Economy and Community Development

This area of research is interested in exploring how principles of the circular economy/urban sustainability may impact the quality of life and health of metropolitan populations. A key focus is on the effects of macro-level and micro-level economic, social, and political factors on the well-being of metropolitan populations and their neighborhood environments.

Current Projects

  • The Circular Economy and Food Systems: This study examines how school districts across California, all participating in the California Thursdays® Network, have contributed to a shift in their local food system by increasing procurement of California ingredients for school meal programs. It explores how these shifts in local procurement practices relate to the broader work of moving towards a circular economy.

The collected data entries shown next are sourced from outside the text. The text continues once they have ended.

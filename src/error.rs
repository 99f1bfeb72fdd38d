// src/error.rs

use thiserror::Error;

#[derive(Debug, Error)]
pub enum TrainlogError {
    #[error("IO Error: {0}")]
    Io(#[from] std::io::Error),

    #[error("Database Error: {0}")]
    Sql(#[from] rusqlite::Error),

    /// The store file or its tables are missing, as opposed to being empty.
    #[error("Store unavailable: {0} (run `trainlog init` first)")]
    Unavailable(String),

    #[error("Home directory not found")]
    HomeDirNotFound,

    #[error("Invalid input: {0}")]
    InvalidInput(String),

    #[error("Login failed: username or password does not match")]
    AuthenticationFailed,

    #[error("Permission denied: {0}")]
    PermissionDenied(String),

    #[error("User '{0}' not found")]
    UserNotFound(String),

    #[error("User '{0}' already exists")]
    UserExists(String),

    #[error("No {log_type} log for {username} on {date}")]
    LogNotFound {
        username: String,
        date: String,
        log_type: String,
    },

    #[error("Editor exited with a non-zero status")]
    EditorError,

    #[error("No changes detected in log content")]
    NoChangesMade,

    #[error("Export Error: {0}")]
    Export(#[from] rust_xlsxwriter::XlsxError),

    #[error("JSON Error: {0}")]
    Json(#[from] serde_json::Error),
}

pub type Result<T> = std::result::Result<T, TrainlogError>;
// src/main.rs

mod cli;
mod commands;
mod config;
mod dashboard;
mod db;
mod error;
mod export;
mod models;
mod session;

use clap::Parser;
use cli::{Cli, Commands};
use config::Config;
use error::Result;
use tracing::{debug, error};
use tracing_subscriber::EnvFilter;

fn init_tracing(verbose: u8) {
    let default_level = match verbose {
        0 => "warn",
        1 => "info",
        _ => "debug",
    };
    let env_filter =
        EnvFilter::try_from_default_env().unwrap_or_else(|_| EnvFilter::new(default_level));

    tracing_subscriber::fmt()
        .with_env_filter(env_filter)
        .with_writer(std::io::stderr)
        .with_target(false)
        .init();
}

fn run(cli: Cli) -> Result<()> {
    let config = Config::load()?;

    // init runs before any login: there may be no users table yet
    if let Commands::Init = cli.command {
        return commands::handle_init(&config);
    }

    let date = match &cli.date {
        Some(d) => models::parse_date(d)?,
        None => chrono::Local::now().date_naive(),
    };

    let conn = db::open_connection(&config.db_path)?;
    let session = commands::authenticate(&conn, &cli.auth, &config, date)?;

    match cli.command {
        Commands::Init => commands::handle_init(&config),
        Commands::Log(args) => commands::handle_log(&conn, &session, args),
        Commands::Note { field } => commands::handle_note(&conn, &session, field),
        Commands::Show => commands::handle_show(&conn, &session),
        Commands::Dash {
            metric,
            json,
            player,
        } => commands::handle_dash(&conn, &session, metric, json, player),
        Commands::List { player } => commands::handle_list(&conn, &session, player),
        Commands::Export { path } => {
            commands::handle_export(&conn, &session, &path).map(|_| ())
        }
        Commands::User(cmd) => commands::handle_user(&conn, &session, cmd),
    }
}

fn main() {
    // before parsing, so `.env` can supply TRAINLOG_USER / TRAINLOG_PASSWORD
    let env_file = config::load_env_file(None);
    let cli = Cli::parse();
    init_tracing(cli.verbose);
    match env_file {
        Ok(path) => debug!(path = %path.display(), "Loaded environment file"),
        Err(e) => debug!(error = %e, "No environment file loaded"),
    }

    if let Err(e) = run(cli) {
        error!(error = %e, "Command failed");
        eprintln!("Error: {}", e);
        std::process::exit(1);
    }
}

#[cfg(test)]
mod tests {
    use super::*;

    #[test]
    fn env_file_credentials_reach_the_cli() {
        let dir = tempfile::tempdir().unwrap();
        let path = dir.path().join(".env");
        std::fs::write(&path, "TRAINLOG_USER=envkim\nTRAINLOG_PASSWORD=envpw\n").unwrap();

        config::load_env_file(Some(&path)).unwrap();
        let cli = Cli::try_parse_from(["trainlog", "show"]).unwrap();

        assert_eq!(cli.auth.user.as_deref(), Some("envkim"));
        assert_eq!(cli.auth.password.as_deref(), Some("envpw"));
        assert!(matches!(cli.command, Commands::Show));
    }
}
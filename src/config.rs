// src/config.rs

use crate::error::{Result, TrainlogError};
use std::path::{Path, PathBuf};
use tracing::debug;

pub const DB_PATH_VAR: &str = "TRAINLOG_DB";
pub const ADMIN_PIN_VAR: &str = "TRAINLOG_ADMIN_PIN";

const DEFAULT_ADMIN_PIN: &str = "98770491";

#[derive(Debug, Clone)]
pub struct Config {
    pub db_path: PathBuf,
    pub admin_pin: String,
}

impl Config {
    /// 从环境变量读取配置，缺省时使用 ~/.config/trainlog/trainlog.db 和内置管理员 PIN。
    /// 调用前应已执行 load_env_file
    pub fn load() -> Result<Self> {
        let db_path = match dotenvy::var(DB_PATH_VAR) {
            Ok(p) if !p.trim().is_empty() => PathBuf::from(p),
            _ => default_db_path()?,
        };
        let admin_pin = dotenvy::var(ADMIN_PIN_VAR).unwrap_or_else(|_| DEFAULT_ADMIN_PIN.to_string());

        debug!(db_path = %db_path.display(), "Configuration resolved");
        Ok(Self { db_path, admin_pin })
    }
}

/// 读取 .env 文件（默认为当前目录下的 .env）；已存在的环境变量不会被覆盖。
/// 必须在解析命令行之前调用，clap 的 `env =` 参数才能读到其中的登录信息
pub fn load_env_file(path: Option<&Path>) -> std::result::Result<PathBuf, dotenvy::Error> {
    match path {
        Some(p) => dotenvy::from_path(p).map(|_| p.to_path_buf()),
        None => dotenvy::dotenv(),
    }
}

/// 数据库文件的标准路径 (~/.config/trainlog/trainlog.db)
pub fn default_db_path() -> Result<PathBuf> {
    let home_dir = dirs::home_dir().ok_or(TrainlogError::HomeDirNotFound)?;
    Ok(home_dir.join(".config/trainlog/trainlog.db"))
}
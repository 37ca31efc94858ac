//! Per-item outcome tracking for batch transaction operations.
//!
//! Batch endpoints never abort early. Each item succeeds or fails on its own and the
//! failures are folded into one combined message, so a caller sees exactly which
//! items need attention while the well-formed ones are already persisted.

use serde::Serialize;
use std::fmt::Display;

/// Message returned when an operation (or every item of a batch) succeeded.
pub const SUCCESS: &str = "SUCCESS";

const FAILURE_HEADER: &str = "There were some errors processing the following transactions:";

/// One failed batch item.
#[derive(Debug, Clone, PartialEq, Eq, Serialize)]
pub struct BatchFailure {
    /// Item index in the request, or the transaction id of a failed removal
    pub key: i64,
    /// Why the item failed
    pub error: String,
}

/// Accumulated result of a batch operation.
#[derive(Debug, Clone, Default, PartialEq, Eq, Serialize)]
pub struct BatchOutcome {
    /// Ids of the transactions the batch created, changed or removed
    pub succeeded: Vec<i64>,
    /// Items that failed, in request order
    pub failures: Vec<BatchFailure>,
}

impl BatchOutcome {
    /// Records a successfully processed transaction.
    pub fn record_success(&mut self, transaction_id: i64) {
        self.succeeded.push(transaction_id);
    }

    /// Records a failed item under `key`.
    pub fn record_failure(&mut self, key: i64, error: impl Display) {
        let error = error.to_string();
        tracing::warn!("Batch item {} failed: {}", key, error);
        self.failures.push(BatchFailure { key, error });
    }

    /// True when no item failed.
    #[must_use]
    pub fn is_success(&self) -> bool {
        self.failures.is_empty()
    }

    /// `"SUCCESS"`, or the failure header followed by one `\n{key}: {error}` line per failure.
    #[must_use]
    pub fn message(&self) -> String {
        if self.is_success() {
            return SUCCESS.to_string();
        }

        self.failures
            .iter()
            .fold(FAILURE_HEADER.to_string(), |mut message, failure| {
                message.push_str(&format!("\n{}: {}", failure.key, failure.error));
                message
            })
    }
}

/// Converts a batch position into the key used in failure messages.
#[must_use]
pub fn index_key(index: usize) -> i64 {
    i64::try_from(index).unwrap_or(i64::MAX)
}
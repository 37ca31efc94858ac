//! Unified error type for the budget book backend.
//!
//! Storage errors (uniqueness and foreign-key violations included) are carried
//! verbatim in [`Error::Database`] so callers see exactly what `SQLite` reported.

use thiserror::Error;

/// All errors produced by configuration, services and storage.
#[derive(Debug, Error)]
pub enum Error {
    /// Configuration could not be read or is malformed
    #[error("Configuration error: {message}")]
    Config {
        /// Human-readable description
        message: String,
    },

    /// A request field is missing or holds an unusable value
    #[error("{message}")]
    Validation {
        /// Human-readable description
        message: String,
    },

    /// Transaction amounts must be finite and non-negative
    #[error("Invalid amount: {amount}. Amounts must be finite and non-negative.")]
    InvalidAmount {
        /// The rejected amount
        amount: f64,
    },

    /// A single entity lookup by id found nothing
    #[error("{entity} with ID {id} cannot be found.")]
    NotFound {
        /// Entity name, e.g. `"Account"`
        entity: &'static str,
        /// The id that was looked up
        id: i64,
    },

    /// Storage layer failure, surfaced verbatim
    #[error("{0}")]
    Database(#[from] sea_orm::DbErr),

    /// A JSON payload did not match the expected shape
    #[error("{0}")]
    Payload(#[from] serde_json::Error),

    /// A date string could not be parsed
    #[error("Invalid date: {0}")]
    Date(#[from] chrono::ParseError),

    #[error("I/O error: {0}")]
    #[allow(missing_docs)]
    Io(#[from] std::io::Error),
}

impl Error {
    /// Shorthand for a [`Error::Validation`] error.
    pub fn validation(message: impl Into<String>) -> Self {
        Self::Validation {
            message: message.into(),
        }
    }
}

/// Convenience `Result` type
pub type Result<T> = std::result::Result<T, Error>;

  • The Circular City: This project is an exploratory project building off the work of the Ellen MacArthur Foundation’s research on examining how cities can embed circular economy practices into their urban operations. Specifically, this project attempts to better understand the positive impacts of technological investments, policies, and practices around the built environment; urban mobility; and food systems.

Law and Governance

This research group is collectively engaged in research at the intersection of planning, environmental and land use law, and local government. The research group pursues engaged scholarship to advance the Lab’s mission of promoting urban equity and to support informed policy making.

Current Projects

  • Examining Entitlement Timelines to Inform Policy and Process: Housing affordability in high-cost areas like the Bay Area, Los Angeles, and New York City has rightly received a great deal of attention by lawmakers, the press, academics, and residents within these communities. Important questions raised in this discussion are: What laws or regulations might impede housing construction in high-cost areas? What solutions might help reduce those barriers with a minimum impact on other important values, such as environmental protection, public participation, and equitable treatment of low-income communities of color? This phased empirical research project explores these questions in depth.